The first step necessary for reducing accidents, injuries, and occupational diseases in construction is to establish an on the job program of hazard recognition and prevention.
This action is effective for identifying and abating construction hazards involving falls, struck-by, getting caught, and electrocutions. This chapter discusses approaches for developing such a program on construction operations.
What’s A Useful Approach For Recognizing Hazards On Construction Projects?
It’s useful for construction workers to have a quick and easy way to identify hazards on the job. The following hazard recognition program can help do this. Using this method, the next sections describe the previously cited four major hazard areas. Examples are provided for each area, along with actual cases of occupational accidents, injuries, and deaths that have resulted when proper practices and
safeguards were not implemented. Through a hazard recognition program, workers and supervisors can survey their work environment and operation for both general and specific hazards that exist or could develop, and then take the necessary actions for protection.

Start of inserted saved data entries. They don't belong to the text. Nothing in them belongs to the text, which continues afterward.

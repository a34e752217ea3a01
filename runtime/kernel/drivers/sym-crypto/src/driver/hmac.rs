// Licensed under the Apache-2.0 license

//! HMAC over the hash engine.
//!
//! `init` hashes K0 XOR ipad into the running digest and K0 XOR opad into the
//! K0 field, which the outer pass reloads during `finalize`.

use log::warn;
use sym_crypto_common::context::{
    HashContext, HashMode, HashSramState, CTX_CACHE_SIZE, HASH_LENGTH_SIZE, HMAC_BLOCK_SIZE_MAX,
};
use sym_crypto_common::descriptor::{FlowMode, SetupOp, DO_NOT_PAD};
use sym_crypto_common::{DriverResult, HwDesc, SymError, SymResult};
use zeroize::Zeroize;

use super::{hash, DriverEnv};
use crate::dma_buffer::DmaBuffer;
use crate::hil::CcHal;

const HMAC_IPAD_CONST: u32 = 0x3636_3636;
const HMAC_OPAD_CONST: u32 = 0x5C5C_5C5C;

/// Hashes one block of `data_addr` XOR `pad_const` from the initial digest and
/// stores the intermediate digest at `result_addr`.
///
/// # Arguments
///
/// * `env` - Descriptor environment.
/// * `mode` - Hash algorithm.
/// * `pad_const` - Repeated pad word.
/// * `data_addr` - SRAM address of the padded key.
/// * `size` - Block size in bytes.
/// * `result_addr` - SRAM address receiving the intermediate digest.
fn pad<H: CcHal>(
    env: &DriverEnv<'_, H>,
    mode: HashMode,
    pad_const: u32,
    data_addr: u32,
    size: u32,
    result_addr: u32,
) -> SymResult<()> {
    if mode == HashMode::Sm3 {
        warn!("HMAC is not available for SM3");
        Err(SymError::UnsupportedAlgMode)?;
    }
    let hw_mode = mode.hw_mode();
    let hw_digest = mode.hw_digest_size();
    let scratch = env.field(CTX_CACHE_SIZE as u32);
    env.queue.write_sram_words(scratch, mode.larval_digest());

    let base = HwDesc::new().hash_mode(hw_mode);
    env.push(
        base.din_sram(scratch, hw_digest)
            .flow(FlowMode::SDinToHash)
            .setup(SetupOp::LoadState0),
    );
    env.push(
        base.din_const(0, HASH_LENGTH_SIZE as u32)
            .flow(FlowMode::SDinToHash)
            .setup(SetupOp::LoadKey0),
    );
    env.push(
        base.xor_val(pad_const)
            .flow(FlowMode::SDinToHash)
            .setup(SetupOp::LoadState1),
    );
    env.push(
        base.din_sram(data_addr, size)
            .xor_active()
            .flow(FlowMode::DinHash),
    );
    env.push(
        base.dout_sram(result_addr, hw_digest)
            .flow(FlowMode::SHashToDout)
            .setup(SetupOp::WriteState0),
    );
    env.push(
        base.cipher_do(DO_NOT_PAD)
            .dout_sram(env.field(HashSramState::LENGTH), HASH_LENGTH_SIZE as u32)
            .flow(FlowMode::SHashToDout)
            .setup(SetupOp::WriteState1),
    );
    Ok(())
}

pub fn init<H: CcHal>(env: &DriverEnv<'_, H>, ctx: &mut HashContext) -> DriverResult<()> {
    let block = ctx.mode.block_size();
    let k0_addr = env.field(HashSramState::K0);
    let key_len = ctx.k0_size.min(block);

    // Zero-extend the key to a full block.
    if key_len % 4 == 0 {
        env.queue.clear_sram(k0_addr + key_len, block - key_len);
    } else {
        let mut k0 = [0u8; HMAC_BLOCK_SIZE_MAX];
        let k0 = &mut k0[..block as usize];
        env.queue.read_sram(k0_addr, k0);
        k0[key_len as usize..].fill(0);
        env.queue.write_sram(k0_addr, k0);
        k0.zeroize();
    }

    hash::init(env, ctx)?;
    pad(
        env,
        ctx.mode,
        HMAC_IPAD_CONST,
        k0_addr,
        block,
        env.field(HashSramState::DIGEST),
    )?;
    pad(env, ctx.mode, HMAC_OPAD_CONST, k0_addr, block, k0_addr)?;
    Ok(())
}

/// Feeds the inner hash. Once the outer pass has run the MAC is sealed.
pub fn process<H: CcHal>(
    env: &DriverEnv<'_, H>,
    ctx: &mut HashContext,
    input: &DmaBuffer,
) -> DriverResult<()> {
    if ctx.hmac_finalization {
        warn!("HMAC update after finalize");
        Err(SymError::NoExec)?;
    }
    hash::process(env, ctx, input)
}

/// Finishes the inner hash, then hashes its digest from the outer-pad state.
pub fn finalize<H: CcHal>(
    env: &DriverEnv<'_, H>,
    ctx: &mut HashContext,
    input: &DmaBuffer,
) -> DriverResult<()> {
    hash::finalize(env, ctx, input)?;
    ctx.hmac_finalization = true;
    let inner = DmaBuffer::sram(
        env.field(HashSramState::DIGEST),
        ctx.mode.digest_size(),
    );
    hash::finalize(env, ctx, &inner)
}

#[cfg(test)]
mod tests {
    use super::*;
    use sym_crypto_common::descriptor::DmaMode;
    use sym_crypto_common::DriverError;

    use crate::testing::{with_env, RecordingHal, CTX_ADDR};

    const STALE: u8 = 0xEE;

    /// Runs `init` over a K0 field holding `key` followed by stale bytes.
    fn init_over_stale(mode: HashMode, key: &[u8]) -> (RecordingHal, HashContext) {
        let hal = RecordingHal::new(0x800);
        let k0 = CTX_ADDR + HashSramState::K0;
        hal.fill_sram(k0, &[STALE; HMAC_BLOCK_SIZE_MAX]);
        hal.fill_sram(k0, key);
        let mut ctx = HashContext::hmac(mode, key);
        with_env(&hal, |env| init(env, &mut ctx)).unwrap();
        (hal, ctx)
    }

    #[test]
    fn test_word_multiple_key_is_zero_extended() {
        let key = [0x0B; 20];
        let (hal, _) = init_over_stale(HashMode::Sha256, &key);
        let k0 = hal.sram(CTX_ADDR + HashSramState::K0, 64);
        assert_eq!(k0[..20], key);
        assert!(k0[20..].iter().all(|b| *b == 0));
    }

    #[test]
    fn test_odd_key_is_zero_extended_inside_last_word() {
        let key = [0x0B; 21];
        let (hal, _) = init_over_stale(HashMode::Sha256, &key);
        let k0 = hal.sram(CTX_ADDR + HashSramState::K0, 64);
        assert_eq!(k0[..21], key);
        assert!(k0[21..].iter().all(|b| *b == 0));
    }

    #[test]
    fn test_wide_block_key_tail() {
        let key = [0x5A; 70];
        let (hal, _) = init_over_stale(HashMode::Sha512, &key);
        let k0 = hal.sram(CTX_ADDR + HashSramState::K0, 128);
        assert_eq!(k0[..70], key);
        assert!(k0[70..].iter().all(|b| *b == 0));
    }

    #[test]
    fn test_pads_land_in_digest_and_k0() {
        let (hal, ctx) = init_over_stale(HashMode::Sha256, &[0x0B; 20]);
        let descs = hal.descriptors();
        let xored: Vec<u32> = descs
            .iter()
            .filter(|desc| desc.is_xor_active())
            .map(|desc| desc.words()[0])
            .collect();
        // Both pad passes hash the full K0 block.
        assert_eq!(xored, [CTX_ADDR + HashSramState::K0; 2]);
        let pads: Vec<u32> = descs
            .iter()
            .filter(|desc| desc.setup_op() == u32::from(SetupOp::LoadState1))
            .map(|desc| desc.words()[2])
            .collect();
        assert_eq!(pads, [HMAC_IPAD_CONST, HMAC_OPAD_CONST]);
        let stores: Vec<u64> = descs
            .iter()
            .filter(|desc| desc.setup_op() == u32::from(SetupOp::WriteState0))
            .map(|desc| desc.dout_addr())
            .collect();
        assert_eq!(
            stores,
            [
                (CTX_ADDR + HashSramState::DIGEST) as u64,
                (CTX_ADDR + HashSramState::K0) as u64
            ]
        );
        assert!(!ctx.hmac_finalization);
    }

    #[test]
    fn test_sm3_is_rejected() {
        let hal = RecordingHal::new(0x800);
        let mut ctx = HashContext::hmac(HashMode::Sm3, &[1; 16]);
        assert_eq!(
            with_env(&hal, |env| init(env, &mut ctx)),
            Err(DriverError::Sym(SymError::UnsupportedAlgMode))
        );
    }

    #[test]
    fn test_update_feeds_inner_hash() {
        let hal = RecordingHal::new(0x800);
        let mut ctx = HashContext::hmac(HashMode::Sha256, &[0x0B; 20]);
        let input = DmaBuffer::dlli(0x8000_0000, 64);
        with_env(&hal, |env| process(env, &mut ctx, &input)).unwrap();
        let descs = hal.descriptors();
        assert_eq!(descs[0].din_addr(), (CTX_ADDR + HashSramState::DIGEST) as u64);
        assert!(descs.iter().any(|desc| {
            desc.flow_mode() == u32::from(FlowMode::DinHash)
                && desc.din_dma_mode() == u32::from(DmaMode::Dlli)
        }));
    }

    #[test]
    fn test_update_after_finalize_is_rejected() {
        let hal = RecordingHal::new(0x800);
        let mut ctx = HashContext::hmac(HashMode::Sha256, &[0x0B; 20]);
        ctx.hmac_finalization = true;
        let input = DmaBuffer::dlli(0x8000_0000, 64);
        assert_eq!(
            with_env(&hal, |env| process(env, &mut ctx, &input)),
            Err(DriverError::Sym(SymError::NoExec))
        );
        assert!(hal.descriptors().is_empty());
    }

    #[test]
    fn test_finalize_runs_outer_pass_over_inner_digest() {
        let hal = RecordingHal::new(0x800);
        let mut ctx = HashContext::hmac(HashMode::Sha256, &[0x0B; 20]);
        with_env(&hal, |env| finalize(env, &mut ctx, &DmaBuffer::ABSENT)).unwrap();
        assert!(ctx.hmac_finalization);
        let descs = hal.descriptors();
        let outer = descs
            .iter()
            .find(|desc| {
                desc.flow_mode() == u32::from(FlowMode::DinHash)
                    && desc.din_dma_mode() == u32::from(DmaMode::Sram)
            })
            .unwrap();
        assert_eq!(outer.din_addr(), (CTX_ADDR + HashSramState::DIGEST) as u64);
        assert_eq!(outer.din_size(), 32);
    }
}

1. Fall Hazards — There are two types of fall hazards: falls from a higher to a lower level, and falls on the same level.
Examples and actual cases involving these hazards include:
a. locations where fixed as well as movable ladders are being used;
b. fall hazards resulting from poor housekeeping practices, spilled fluids, lack of proper guardrails, lifelines, safety nets, and safety belts; unguarded openings in floors, trenches, and other construction work areas;
d. scaffolds and elevated platforms improperly erected, guarded, inspected, and/or maintained;
e. loose fitting clothing or inadequate work shoes or boots which can cause a worker to trip;
f. slippery work surfaces;
g. situation where a worker can fall when trying to move a large awkward object on an elevated work area.
Actual cases:
a. “Carpenters were setting trusses on the second floor of a house they were building. There was no
guardrail or floor cover over the floor opening for the stairway. While placing a truss in position, one
of the carpenters fell through the opening to the concrete basement below.”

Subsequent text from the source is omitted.